Nothing is needed except the lines below that run from the one with "t == self.topic0);" through the one with "transaction emitted (collateral", repeated exactly.

------------------------------------------------------------------------

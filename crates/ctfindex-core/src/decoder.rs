//! Byte-exact decoder for the exchange `OrderFilled` event.
//!
//! Only one event layout is ever decoded, so there is no ABI framework here:
//! the non-indexed payload is a fixed run of 32-byte big-endian words read at
//! explicit offsets after the total length has been checked.
//!
//! | word | offset | field            |
//! |------|--------|------------------|
//! | 0    | 0      | order hash       |
//! | 1    | 32     | maker            |
//! | 2    | 64     | taker            |
//! | 3    | 96     | maker asset id   |
//! | 4    | 128    | taker asset id   |
//! | 5    | 160    | maker amount     |
//! | 6    | 192    | taker amount     |
//! | 7    | 224    | fee (optional)   |

use std::str::FromStr;

use alloy_primitives::{address, b256, Address, B256, U256};

use crate::error::DecodeError;
use crate::types::{RawLog, Side, Trade};

// ─── Constants ────────────────────────────────────────────────────────────────

/// CTF Exchange on Polygon.
pub const CTF_EXCHANGE: Address = address!("4bFb41d5B3570DeFd03C39a9A4D8dE6Bd8B8982E");
/// NegRisk CTF Exchange on Polygon.
pub const NEG_RISK_EXCHANGE: Address = address!("C5d563A36AE78145C45a50134d48A1215220f80a");

pub const ORDER_FILLED_SIGNATURE: &str =
    "OrderFilled(bytes32,address,address,uint256,uint256,uint256,uint256,uint256)";
/// `keccak256(ORDER_FILLED_SIGNATURE)`.
pub const ORDER_FILLED_TOPIC: B256 =
    b256!("d0a08e8c493f9c94f29311604c9de1b4e8c8d4c06bd0c789af57f2d65bfec0f6");

const WORD: usize = 32;

const OFFSET_ORDER_HASH: usize = 0;
const OFFSET_MAKER: usize = WORD;
const OFFSET_TAKER: usize = 2 * WORD;
const OFFSET_MAKER_ASSET_ID: usize = 3 * WORD;
const OFFSET_TAKER_ASSET_ID: usize = 4 * WORD;
const OFFSET_MAKER_AMOUNT: usize = 5 * WORD;
const OFFSET_TAKER_AMOUNT: usize = 6 * WORD;
const OFFSET_FEE: usize = 7 * WORD;

/// Payload length without the trailing fee word.
pub const MIN_PAYLOAD_LEN: usize = 7 * WORD;
/// Payload length with the fee word.
pub const FULL_PAYLOAD_LEN: usize = 8 * WORD;

/// Collateral and outcome shares both use 6 decimals.
const COLLATERAL_UNIT: u64 = 1_000_000;

/// Fixed-point scale used for price division before converting to `f64`.
const PRICE_SCALE: u64 = 1_000_000_000_000_000_000;

// ─── Payload ──────────────────────────────────────────────────────────────────

/// The decoded non-indexed fields of one `OrderFilled` log.
#[derive(Debug, Clone, PartialEq, Eq)]
pub struct OrderFilled {
    pub order_hash: B256,
    pub maker: Address,
    pub taker: Address,
    pub maker_asset_id: U256,
    pub taker_asset_id: U256,
    pub maker_amount: U256,
    pub taker_amount: U256,
    pub fee: U256,
}

impl OrderFilled {
    pub fn from_payload(data: &[u8]) -> Result<Self, DecodeError> {
        if data.len() != MIN_PAYLOAD_LEN && data.len() != FULL_PAYLOAD_LEN {
            return Err(DecodeError::PayloadLength { actual: data.len() });
        }

        let fee = if data.len() == FULL_PAYLOAD_LEN {
            read_u256(data, OFFSET_FEE)
        } else {
            U256::ZERO
        };

        Ok(Self {
            order_hash: B256::from_slice(word(data, OFFSET_ORDER_HASH)),
            maker: read_address(data, OFFSET_MAKER, "maker")?,
            taker: read_address(data, OFFSET_TAKER, "taker")?,
            maker_asset_id: read_u256(data, OFFSET_MAKER_ASSET_ID),
            taker_asset_id: read_u256(data, OFFSET_TAKER_ASSET_ID),
            maker_amount: read_u256(data, OFFSET_MAKER_AMOUNT),
            taker_amount: read_u256(data, OFFSET_TAKER_AMOUNT),
            fee,
        })
    }
}

fn word(data: &[u8], offset: usize) -> &[u8] {
    &data[offset..offset + WORD]
}

fn read_u256(data: &[u8], offset: usize) -> U256 {
    U256::from_be_slice(word(data, offset))
}

fn read_address(data: &[u8], offset: usize, field: &'static str) -> Result<Address, DecodeError> {
    let slot = word(data, offset);
    if slot[..12].iter().any(|b| *b != 0) {
        return Err(DecodeError::MalformedField {
            field,
            reason: "non-zero padding above the 20-byte address".into(),
        });
    }
    Ok(Address::from_slice(&slot[12..]))
}

// ─── Side / price ─────────────────────────────────────────────────────────────

/// Classify a fill by which asset id is the collateral sentinel (zero).
///
/// Returns the maker's side and the outcome token traded.
pub fn infer_side(maker_asset_id: U256, taker_asset_id: U256) -> Result<(Side, U256), DecodeError> {
    match (maker_asset_id.is_zero(), taker_asset_id.is_zero()) {
        (true, true) => Err(DecodeError::BothCollateral),
        (true, false) => Ok((Side::Buy, taker_asset_id)),
        (false, true) => Ok((Side::Sell, maker_asset_id)),
        (false, false) => Err(DecodeError::NotCollateralTrade),
    }
}

/// `numerator / denominator` computed in 18-decimal fixed point on U256.
///
/// Returns `None` when the denominator is zero.
pub fn price_from_amounts(numerator: U256, denominator: U256) -> Option<f64> {
    if denominator.is_zero() {
        return None;
    }
    let scale = U256::from(PRICE_SCALE);
    let whole = numerator / denominator;
    let mut rem = numerator % denominator;
    let mut den = denominator;

    // rem < den, so rem * 1e18 only overflows for denominators above ~2^196.
    let frac = match rem.checked_mul(scale) {
        Some(scaled) => scaled / den,
        None => {
            let shift = den.bit_len().saturating_sub(128);
            rem >>= shift;
            den >>= shift;
            rem * scale / den
        }
    };

    Some(u256_to_f64(whole) + u256_to_f64(frac) / PRICE_SCALE as f64)
}

/// Raw collateral amount in whole units (`x / 10^6`).
pub fn collateral_amount(raw: U256) -> f64 {
    let unit = U256::from(COLLATERAL_UNIT);
    let whole = raw / unit;
    let rem = raw % unit;
    u256_to_f64(whole) + u256_to_f64(rem) / COLLATERAL_UNIT as f64
}

/// A price is meaningful when it lies in `(0, 1]`.
pub fn price_in_bounds(price: f64) -> bool {
    price > 0.0 && price <= 1.0
}

fn u256_to_f64(value: U256) -> f64 {
    match u128::try_from(value) {
        Ok(v) => v as f64,
        Err(_) => f64::INFINITY,
    }
}

// ─── Decoder ──────────────────────────────────────────────────────────────────

/// Outcome of decoding one `eth_getLogs` batch.
#[derive(Debug, Default)]
pub struct DecodedBatch {
    pub trades: Vec<Trade>,
    /// Logs flagged `removed` by the provider.
    pub removed: usize,
    /// Share-for-share fills, an expected occurrence.
    pub non_collateral: usize,
    /// Anomalous records that failed validation.
    pub rejected: usize,
}

/// Turns tracked `OrderFilled` logs into candidate trades.
#[derive(Debug, Clone)]
pub struct TradeLogDecoder {
    exchanges: Vec<Address>,
    topic0: B256,
}

impl TradeLogDecoder {
    pub fn new(exchanges: Vec<Address>, topic0: B256) -> Self {
        Self { exchanges, topic0 }
    }

    /// Decoder for the two production exchanges.
    pub fn polymarket() -> Self {
        Self::new(vec![CTF_EXCHANGE, NEG_RISK_EXCHANGE], ORDER_FILLED_TOPIC)
    }

    pub fn exchanges(&self) -> &[Address] {
        &self.exchanges
    }

    pub fn topic0(&self) -> B256 {
        self.topic0
    }

    /// Decode a single log.
    ///
    /// `fallback_timestamp` is used when the provider did not include the
    /// block time in the log.
    pub fn decode(&self, log: &RawLog, fallback_timestamp: i64) -> Result<Trade, DecodeError> {
        let exchange = Address::from_str(&log.address)
            .map_err(|e| malformed("address", e.to_string()))?;
        if !self.exchanges.contains(&exchange) {
            return Err(DecodeError::UnexpectedSource(log.address.clone()));
        }

        let topic0 = log
            .topics
            .first()
            .ok_or_else(|| DecodeError::UnexpectedTopic("<none>".into()))?;
        let topic0_parsed =
            B256::from_str(topic0).map_err(|e| malformed("topics[0]", e.to_string()))?;
        if topic0_parsed != self.topic0 {
            return Err(DecodeError::UnexpectedTopic(topic0.clone()));
        }

        let tx_hash = B256::from_str(&log.tx_hash)
            .map_err(|e| malformed("transactionHash", e.to_string()))?;
        let block_number = log
            .block_number_u64()
            .ok_or_else(|| malformed("blockNumber", log.block_number.clone()))?;
        let log_index = log
            .log_index_u64()
            .ok_or_else(|| malformed("logIndex", log.log_index.clone()))?;
        let data = log
            .data_bytes()
            .map_err(|e| malformed("data", e.to_string()))?;

        let fill = OrderFilled::from_payload(&data)?;
        let (side, token_id) = infer_side(fill.maker_asset_id, fill.taker_asset_id)?;

        let (collateral, shares, shares_field) = match side {
            Side::Buy => (fill.maker_amount, fill.taker_amount, "taker"),
            Side::Sell => (fill.taker_amount, fill.maker_amount, "maker"),
        };
        let price =
            price_from_amounts(collateral, shares).ok_or(DecodeError::ZeroAmount(shares_field))?;
        let price_valid = price_in_bounds(price);
        if !price_valid {
            tracing::warn!(
                tx = %tx_hash,
                log_index,
                price,
                "OrderFilled price outside (0, 1]; keeping trade flagged invalid"
            );
        }

        Ok(Trade {
            tx_hash,
            log_index,
            exchange,
            order_hash: fill.order_hash,
            maker: fill.maker,
            taker: fill.taker,
            maker_asset_id: fill.maker_asset_id,
            taker_asset_id: fill.taker_asset_id,
            maker_amount: fill.maker_amount,
            taker_amount: fill.taker_amount,
            fee: fill.fee,
            side,
            token_id,
            price,
            price_valid,
            block_number,
            timestamp: log.timestamp().unwrap_or(fallback_timestamp),
            market_slug: None,
            condition_id: None,
            outcome: None,
        })
    }

    /// Decode a batch, skipping removed logs and records that fail validation.
    pub fn decode_batch(&self, logs: &[RawLog], fallback_timestamp: i64) -> DecodedBatch {
        let mut batch = DecodedBatch::default();
        for log in logs {
            if log.is_removed() {
                batch.removed += 1;
                continue;
            }
            match self.decode(log, fallback_timestamp) {
                Ok(trade) => batch.trades.push(trade),
                Err(e) if e.is_expected() => {
                    tracing::debug!(tx = %log.tx_hash, log_index = %log.log_index, "{e}");
                    batch.non_collateral += 1;
                }
                Err(e) => {
                    tracing::warn!(
                        tx = %log.tx_hash,
                        log_index = %log.log_index,
                        error = %e,
                        "Skipping undecodable OrderFilled log"
                    );
                    batch.rejected += 1;
                }
            }
        }
        batch
    }
}

impl TradeLogDecoder {
    /// Whether `log` comes from a tracked exchange with the tracked topic0.
    pub fn tracks(&self, log: &RawLog) -> bool {
        let source = Address::from_str(&log.address)
            .map(|a| self.exchanges.contains(&a))
            .unwrap_or(false);
        let topic = log
            .topics
            .first()
            .and_then(|t| B256::from_str(t).ok())
            .is_some_and(|t| t == self.topic0);
        source && topic
    }

    /// Decode the fills in one transaction receipt.
    ///
    /// A receipt carries every log the transaction emitted (collateral
    /// transfers, token transfers, ...), so untracked logs are dropped
    /// silently before decoding instead of being counted as rejected.
    pub fn decode_receipt(&self, logs: &[RawLog], fallback_timestamp: i64) -> DecodedBatch {
        let tracked: Vec<RawLog> = logs.iter().filter(|l| self.tracks(l)).cloned().collect();
        tracing::debug!(logs = logs.len(), tracked = tracked.len(), "Decoding receipt logs");
        self.decode_batch(&tracked, fallback_timestamp)
    }
}

fn malformed(field: &'static str, reason: String) -> DecodeError {
    DecodeError::MalformedField { field, reason }
}

// ─── Tests ────────────────────────────────────────────────────────────────────
use alloy_primitives::{Address, B256, U256};
use async_trait::async_trait;
use sqlx::sqlite::{SqlitePoolOptions, SqliteRow};
use sqlx::{Row, SqlitePool};
use tracing::debug;

use ctfindex_core::checkpoint::{CheckpointStore, SyncCheckpoint};
use ctfindex_core::enricher::MarketLookup;
use ctfindex_core::error::IndexerError;
use ctfindex_core::store::TradeStore;
use ctfindex_core::types::{to_hex_0x, Enrichment, Market, Outcome, Side, Trade, TradeKey};

const TRADE_COLUMNS: &str = "tx_hash, log_index, exchange, order_hash, maker, taker, \
     maker_asset_id, taker_asset_id, maker_amount, taker_amount, fee, side, token_id, \
     price, price_valid, block_number, timestamp, market_slug, condition_id, outcome";

/// SQLite-backed storage for trades, markets and sync state.
pub struct SqliteStorage {
    pool: SqlitePool,
}

fn db_err(e: sqlx::Error) -> IndexerError {
    IndexerError::Storage(e.to_string())
}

------------------------------------------------------------------------

**Problem solution:**
            .is_some_and(|t| t == self.topic0);
        source && topic
    }

    /// Decode the fills in one transaction receipt.
    ///
    /// A receipt carries every log the transaction emitted (collateral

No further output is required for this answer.